Introduction

Suivi du Cadre d’action de Belém

Que dans le cadre d’une grande conférence internationale, les gouvernements s’engagent à atteindre des objectifs précis est une chose. Qu’ils tiennent leurs engagements par la suite en est une autre. Lors de la sixième CONFINTEA organisée à Belém au Brésil, à la fin de 2009, des décisions ont été prises en faveur du renforcement de l’apprentissage tout au long de la vie et de l’éducation des adultes, dans le «Cadre d’action de Belém». Il s’agit à présent de veiller à ce que ces décisions soient réellement mises en oeuvre et le cas échéant, de rappeler les engagements avec fermeté.

Bettina Bochynek, qui a accompagné les travaux préparatoires de la CONFINTEA VI dans le cadre de son travail au sein de l’Institut de l’UNESCO pour l’apprentissage tout au long de la vie de Hambourg (UIL) et à présent chargée du suivi, expose la manière dont l’UIL organise le suivi de la mise en oeuvre du «Cadre d’action de Belém».

Timothy Ireland est enseignant en éducation des adultes à l’Universidade Federal da Paraíba. De 2004 à 2007, il a été directeur national de l’Éducation des Jeunes et des Adultes au ministère brésilien de l’Éducation, puis représentant brésilien de l’UNESCO dans le cadre des travaux préparatoires de la CONFINTEA VI. Il décrit les efforts de suivi déployés par l’Amérique latine où s’est tenue, du 25 au 27 mai, la première conférence de suivi au Mexique.

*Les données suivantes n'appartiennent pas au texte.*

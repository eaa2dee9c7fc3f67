//! Generalized N×N Tic-Tac-Toe

pub mod board;
pub mod game;
pub mod geometry;
pub mod lines;
pub mod validation;

pub use board::{Board, Cell, MAX_SIZE, MIN_SIZE, Move, Outcome, Player};
pub use game::Game;
pub use geometry::{BoardGeometry, DEFAULT_BOARD_WIDTH};
pub use lines::{Line, LineAnalyzer};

Tanvir Muntasim est originaire du Bangladesh et coordinateur des campagnes et du travail de plaidoyer en Asie du Sud, au sein du Bureau d’éducation des adultes pour l’Asie et le Pacifique Sud (ASPBAE). Il explique ici le processus de suivi du point de vue des Asiatiques. À la fin de l’année dernière, une réunion des ministres de l’Éducation de la région a eu lieu au Bangladesh, à laquelle a participé l’ASPBAE en tant qu’organisation de la société civile. Tanvir Muntasim réitère la nécessité de systématiser le suivi.

L’Uruguay est un petit pays peuplé de 3,4 millions d’habitants et de 16 millions de moutons. Depuis 2005, année de l’arrivée au pouvoir du gouvernement de gauche, il est cependant connu en raison de sa politique éducative axée sur l’«éducation pour tous, tout au long de la vie et dans tout le pays». Le secteur de l’éducation non formelle, considérée dans d’autres pays comme le parent pauvre des politiciens responsables de l’Éducation, a été placé au même niveau que les autres secteurs, à savoir l’école, l’enseignement supérieur et la formation professionnelle. Jorge Camors est responsable de l’éducation non formelle au ministère uruguayen de l’Éducation.